The honest advice? Stop trying to learn preposition rules. Instead, learn prepositions as part of phrases. Do not memorize that 'depend' takes 'on.' Memorize the whole chunk: 'It depends on the situation.' When you learn words in phrases, the correct preposition comes automatically.
- Wrong: 'I am good in cooking.' → Right: 'I am good at cooking.'
- Wrong: 'She is married with a doctor.' → Right: 'She is married to a doctor.'
- Wrong: 'I will wait you.' → Right: 'I will wait for you.'
- Wrong: 'He is interested for music.' → Right: 'He is interested in music.'
Mistake 3: Forgetting Articles (A, An, The)
If your native language does not use articles, like Turkish, Japanese, Korean, or Russian, this one is especially tricky.
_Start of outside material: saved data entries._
//! Exponential backoff with jitter.

use std::time::Duration;
use rand::Rng;

use crate::resilience::policy::CallPolicy;

/// Deterministic part of the delay before attempt `attempt + 1`.
///
/// `min(cap, base * multiplier^(attempt - 1))`; attempt 0 yields no delay.
pub fn base_delay(policy: &CallPolicy, attempt: u32) -> Duration {
    if attempt == 0 {
        return Duration::ZERO;
    }

    let cap = policy.backoff_cap();
    let exponent = i32::try_from(attempt - 1).unwrap_or(i32::MAX);
    let scaled = policy.backoff_base().as_nanos() as f64 * policy.backoff_multiplier().powi(exponent);

    // Overflowing schedules saturate at the cap.
    if !scaled.is_finite() || scaled >= cap.as_nanos() as f64 {
        return cap;
    }

    Duration::from_nanos(scaled.round() as u64).min(cap)
}

/// Full delay before attempt `attempt + 1`: the base delay plus a uniform
/// jitter in `[0, policy.jitter()]`.
pub fn calculate_backoff(policy: &CallPolicy, attempt: u32) -> Duration {
    if attempt == 0 {
        return Duration::ZERO;
    }

    let jitter_nanos = u64::try_from(policy.jitter().as_nanos()).unwrap_or(u64::MAX);
    let jitter = if jitter_nanos > 0 {
        Duration::from_nanos(rand::thread_rng().gen_range(0..=jitter_nanos))
    } else {
        Duration::ZERO
    };

    base_delay(policy, attempt).saturating_add(jitter)
}
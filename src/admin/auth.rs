use axum::{
    body::Body,
    extract::State,
    http::{header::AUTHORIZATION, Request, StatusCode},
    middleware::Next,
    response::Response,
};

use crate::admin::AdminState;

/// Require `Authorization: Bearer <api_key>` when a key is configured.
pub async fn admin_auth_middleware(
    State(state): State<AdminState>,
    request: Request<Body>,
    next: Next,
) -> Result<Response, StatusCode> {
    let Some(key) = state.api_key.as_deref() else {
        return Ok(next.run(request).await);
    };

    let auth_header = request
        .headers()
        .get(AUTHORIZATION)
        .and_then(|h| h.to_str().ok());

    if let Some(token) = auth_header.and_then(|v| v.strip_prefix("Bearer ")) {
        if token == key {
            return Ok(next.run(request).await);
        }
    }

    tracing::debug!(path = %request.uri().path(), "Rejected unauthenticated status request");
    Err(StatusCode::UNAUTHORIZED)
}
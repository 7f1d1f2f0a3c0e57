//! Configuration validation.
//!
//! # Responsibilities
//! - Semantic validation (serde handles syntactic)
//! - Check referential integrity (dependencies reference existing classes)
//! - Validate value ranges (timeouts > 0, ratios in range, addresses parse)
//!
//! # Design Decisions
//! - Returns all validation errors, not just first
//! - Validation is pure function: GuardConfig → Result<(), Vec<ValidationError>>
//! - Runs before config is accepted into the system

use std::collections::HashSet;
use std::net::SocketAddr;
use thiserror::Error;
use url::Url;

use crate::config::schema::GuardConfig;
use crate::resilience::policy::PolicyError;

/// A single semantic problem in the configuration.
#[derive(Debug, Clone, PartialEq, Error)]
pub enum ValidationError {
    #[error("policy '{class}': {source}")]
    Policy {
        class: String,
        #[source]
        source: PolicyError,
    },

    #[error("window: min_samples ({min_samples}) must be between 1 and size ({size})")]
    Window { size: usize, min_samples: usize },

    #[error("dependency with empty identity")]
    EmptyIdentity,

    #[error("dependency '{0}' is declared more than once")]
    DuplicateIdentity(String),

    #[error("dependency '{identity}' references unknown class '{class}'")]
    UnknownClass { identity: String, class: String },

    #[error("dependency '{identity}' has invalid probe url '{url}': {reason}")]
    InvalidProbeUrl {
        identity: String,
        url: String,
        reason: String,
    },

    #[error("monitor interval must be greater than zero")]
    ZeroMonitorInterval,

    #[error("{field}: '{value}' is not a valid socket address")]
    InvalidAddress { field: &'static str, value: String },
}

/// Validate a parsed configuration.
pub fn validate_config(config: &GuardConfig) -> Result<(), Vec<ValidationError>> {
    let mut errors = Vec::new();

    for (class, policy) in &config.policies {
        if let Err(source) = policy.to_policy() {
            errors.push(ValidationError::Policy {
                class: class.clone(),
                source,
            });
        }
    }

    let window = config.window;
    if window.min_samples == 0 || window.min_samples > window.size {
        errors.push(ValidationError::Window {
            size: window.size,
            min_samples: window.min_samples,
        });
    }

    let mut seen = HashSet::new();
    for dep in &config.dependencies {
        if dep.identity.trim().is_empty() {
            errors.push(ValidationError::EmptyIdentity);
            continue;
        }
        if !seen.insert(dep.identity.as_str()) {
            errors.push(ValidationError::DuplicateIdentity(dep.identity.clone()));
        }
        if !config.policies.contains_key(&dep.class) {
            errors.push(ValidationError::UnknownClass {
                identity: dep.identity.clone(),
                class: dep.class.clone(),
            });
        }
        if let Some(url) = &dep.probe_url {
            if let Err(reason) = check_probe_url(url) {
                errors.push(ValidationError::InvalidProbeUrl {
                    identity: dep.identity.clone(),
                    url: url.clone(),
                    reason,
                });
            }
        }
    }

    if config.monitor.enabled && config.monitor.interval_secs == 0 {
        errors.push(ValidationError::ZeroMonitorInterval);
    }

    if config.admin.enabled && config.admin.bind_address.parse::<SocketAddr>().is_err() {
        errors.push(ValidationError::InvalidAddress {
            field: "admin.bind_address",
            value: config.admin.bind_address.clone(),
        });
    }

    if config.observability.metrics_enabled
        && config.observability.metrics_address.parse::<SocketAddr>().is_err()
    {
        errors.push(ValidationError::InvalidAddress {
            field: "observability.metrics_address",
            value: config.observability.metrics_address.clone(),
        });
    }

    if errors.is_empty() {
        Ok(())
    } else {
        Err(errors)
    }
}

fn check_probe_url(raw: &str) -> Result<(), String> {
    let url = Url::parse(raw).map_err(|e| e.to_string())?;
    match url.scheme() {
        "http" | "https" => Ok(()),
        other => Err(format!("unsupported scheme '{other}'")),
    }
}
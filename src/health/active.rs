//! Active dependency probing.
//!
//! # Responsibilities
//! - Periodically probe dependencies that declare a `probe_url`
//! - Feed the outcome into the dependency's circuit via the envelope

use futures_util::future::join_all;
use std::time::{Duration, Instant};
use tokio::time;
use tokio_util::sync::CancellationToken;

use crate::config::MonitorConfig;
use crate::dependencies::{DependencyGuard, DependencySpec};
use crate::observability::metrics;
use crate::resilience::{FailureKind, HttpCallError};

pub struct DependencyMonitor {
    guard: DependencyGuard,
    config: MonitorConfig,
    client: reqwest::Client,
}

impl DependencyMonitor {
    /// Fails when the HTTP client cannot be built (e.g. no TLS backend).
    pub fn new(guard: DependencyGuard, config: MonitorConfig) -> Result<Self, reqwest::Error> {
        let client = reqwest::Client::builder()
            .user_agent(concat!("dependency-guard/", env!("CARGO_PKG_VERSION")))
            .build()?;

        Ok(Self {
            guard,
            config,
            client,
        })
    }

    pub async fn run(self, shutdown: CancellationToken) {
        if !self.config.enabled {
            tracing::info!("Dependency monitor disabled");
            return;
        }

        tracing::info!(interval = self.config.interval_secs, "Dependency monitor starting");

        let interval = Duration::from_secs(self.config.interval_secs);
        let mut ticker = time::interval(interval);
        ticker.set_missed_tick_behavior(time::MissedTickBehavior::Delay);

        loop {
            tokio::select! {
                _ = shutdown.cancelled() => {
                    tracing::info!("Dependency monitor received shutdown signal, exiting loop");
                    break;
                }
                _ = ticker.tick() => {
                    self.check_all(&shutdown).await;
                }
            }
        }
    }

    /// Probe every dependency once. Returns `(identity, healthy)` pairs.
    pub async fn check_all(&self, shutdown: &CancellationToken) -> Vec<(String, bool)> {
        // The catalog may be swapped by a reload between ticks.
        let targets = self.guard.catalog().probe_targets();
        join_all(targets.iter().map(|target| self.check(target, shutdown))).await
    }

    async fn check(&self, target: &DependencySpec, shutdown: &CancellationToken) -> (String, bool) {
        let Some(url) = target.probe_url.as_deref() else {
            return (target.identity.clone(), true);
        };

        let client = &self.client;
        let start = Instant::now();
        let result = self
            .guard
            .call_with_cancel(&target.identity, shutdown, move || async move {
                let response = client.get(url).send().await?;
                HttpCallError::check(response).map(|_| ())
            })
            .await;

        let healthy = match result {
            Ok(()) => true,
            Err(FailureKind::CircuitOpen { .. }) => {
                tracing::debug!(circuit = %target.identity, "Probe skipped: circuit open");
                false
            }
            Err(FailureKind::Cancelled { .. }) => return (target.identity.clone(), false),
            Err(e) => {
                tracing::warn!(circuit = %target.identity, url, error = %e, "Dependency probe failed");
                false
            }
        };

        metrics::record_probe(&target.identity, healthy, start);
        (target.identity.clone(), healthy)
    }
}

#[cfg(test)]
mod tests {
    use super::*;
    use crate::config::schema::{DependencyConfig, GuardConfig};

    #[tokio::test]
    async fn test_targets_without_probe_url_are_skipped() {
        let mut config = GuardConfig::default();
        config.dependencies.push(DependencyConfig {
            identity: "postgres-auth".into(),
            class: "database".into(),
            probe_url: None,
        });
        let guard = DependencyGuard::from_config(&config).unwrap();

        let monitor = DependencyMonitor::new(guard, MonitorConfig::default()).unwrap();
        assert!(monitor.check_all(&CancellationToken::new()).await.is_empty());
    }

    #[tokio::test]
    async fn test_disabled_monitor_returns_immediately() {
        let guard = DependencyGuard::from_config(&GuardConfig::default()).unwrap();
        let config = MonitorConfig {
            enabled: false,
            interval_secs: 1,
        };
        let monitor = DependencyMonitor::new(guard, config).unwrap();
        // Never cancelled: only the disabled check lets this finish.
        monitor.run(CancellationToken::new()).await;
    }
}
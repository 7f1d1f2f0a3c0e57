//! Lifecycle management subsystem.
//!
//! # Data Flow
//! ```text
//! Startup (startup.rs):
//!     Load config → Validate → Build guard → Start monitor, watcher, status server
//!
//! Shutdown (shutdown.rs):
//!     Signal received → Cancel token → Background tasks exit → Join
//!
//! Signals (signals.rs):
//!     SIGTERM/SIGINT → Trigger graceful shutdown
//! ```
//!
//! # Design Decisions
//! - Ordered startup: config first, then core, then listeners
//! - Fail fast: any startup error is fatal
//! - Shutdown is a cancellation token; every task owns a child token

pub mod shutdown;
pub mod signals;
pub mod startup;

pub use shutdown::Shutdown;
pub use startup::{start, Running, StartupError};
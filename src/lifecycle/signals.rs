//! OS signal handling.
//!
//! # Design Decisions
//! - Uses Tokio's signal handling (async-safe)
//! - SIGINT (Ctrl+C) and SIGTERM both mean graceful shutdown

/// Resolve when the process is asked to stop.
pub async fn wait_for_signal() {
    let ctrl_c = async {
        if let Err(e) = tokio::signal::ctrl_c().await {
            tracing::error!(error = %e, "Failed to listen for Ctrl+C");
            std::future::pending::<()>().await;
        }
    };

    #[cfg(unix)]
    let terminate = async {
        use tokio::signal::unix::{signal, SignalKind};
        match signal(SignalKind::terminate()) {
            Ok(mut sigterm) => {
                sigterm.recv().await;
            }
            Err(e) => {
                tracing::error!(error = %e, "Failed to listen for SIGTERM");
                std::future::pending::<()>().await;
            }
        }
    };

    #[cfg(not(unix))]
    let terminate = std::future::pending::<()>();

    tokio::select! {
        _ = ctrl_c => tracing::info!("Received Ctrl+C"),
        _ = terminate => tracing::info!("Received SIGTERM"),
    }
}
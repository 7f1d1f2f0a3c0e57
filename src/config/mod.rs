//! Configuration management subsystem.
//!
//! # Data Flow
//! ```text
//! config file (TOML)
//!     → loader.rs (parse & deserialize, add built-in classes)
//!     → validation.rs (semantic checks)
//!     → GuardConfig (validated, immutable)
//!     → policies become CallPolicy values in the dependency catalog
//!
//! On file change:
//!     watcher.rs detects change
//!     → loader.rs loads new config
//!     → validation.rs validates
//!     → atomic swap of the catalog; circuit state is kept
//! ```
//!
//! # Design Decisions
//! - Config is immutable once loaded; changes require full reload
//! - All fields have defaults to allow minimal configs
//! - Invalid values fail at startup, never at the first call

pub mod loader;
pub mod schema;
pub mod validation;
pub mod watcher;

pub use loader::{load_config, parse_config, ConfigError};
pub use schema::{
    AdminConfig, DependencyConfig, GuardConfig, MonitorConfig, ObservabilityConfig, PolicyConfig,
};
pub use validation::{validate_config, ValidationError};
English has three articles: 'a' for general singular nouns starting with a consonant sound, 'an' for general singular nouns starting with a vowel sound, and 'the' for specific nouns.
The most common error is dropping articles entirely: 'I went to store' instead of 'I went to the store.' The second most common is using 'the' when you should not: 'The life is beautiful' instead of 'Life is beautiful.'
A Simple Rule of Thumb
If both you and the listener know exactly which thing you mean, use 'the.' If you are talking about something in general or for the first time, use 'a' or 'an.' If you are making a broad statement about a concept, skip the article entirely: 'Love is complicated.'
Mistake 4: Misusing 'Make' and 'Do'
In many languages, one word covers both 'make' and 'do.' In English, they are different, and mixing them up is a dead giveaway that you are still learning.
Generally, 'make' is about creating or producing something: make a cake, make a decision, make a mistake, make money. 'Do' is about performing an action or task: do homework, do the dishes, do business, do your best.
Think of it this way: 'make' produces a result, 'do' performs an activity. You make a plan (result) and do the work (activity).
But honestly, there are exceptions that break the pattern. 'Make the bed' does not really create anything. 'Do a favor' is not exactly an activity. This is another case where learning fixed phrases beats learning rules.
Mistake 5: Word Order in Questions
English questions follow a specific order that differs from many other languages. The most common mistake is forming questions with statement word order: 'You are coming tomorrow?' instead of 'Are you coming tomorrow?'
The pattern for yes/no questions is: auxiliary verb + subject + main verb. 'Do you like pizza?' 'Can she drive?' 'Have they finished?' For information questions, add the question word at the beginning: 'Where do you live?' 'What time does the movie start?'
- Wrong: 'Where you are going?' → Right: 'Where are you going?'
- Wrong: 'What you want?' → Right: 'What do you want?'
- Wrong: 'Why you did not call?' → Right: 'Why did you not call?'
How to Actually Fix These Mistakes
Reading about grammar mistakes is useful, but it does not fix them. You fix grammar mistakes through practice with feedback. When someone corrects you in the moment, the correction sticks. When you read a rule in a textbook, you forget it by tomorrow.
This is why practicing with an AI tutor can be so effective. On english.cash, Cashi provides gentle corrections during natural conversations. You do not get a lecture on present continuous versus present simple. You just get a quick nudge: 'Did you mean I live in Berlin?' and you move on. Over time, the correct form becomes automatic.
Grammar Is a Tool, Not a Test
The purpose of grammar is not to score 100% on an exam. It is to make your meaning clear. Focus on the mistakes that actually cause confusion, practice them in real contexts, and give yourself permission to be imperfect along the way.
Start with one mistake from this list. Spend a week paying attention to it in your writing and speaking. Once it feels natural, move to the next one. Five weeks from now, your English will be noticeably better.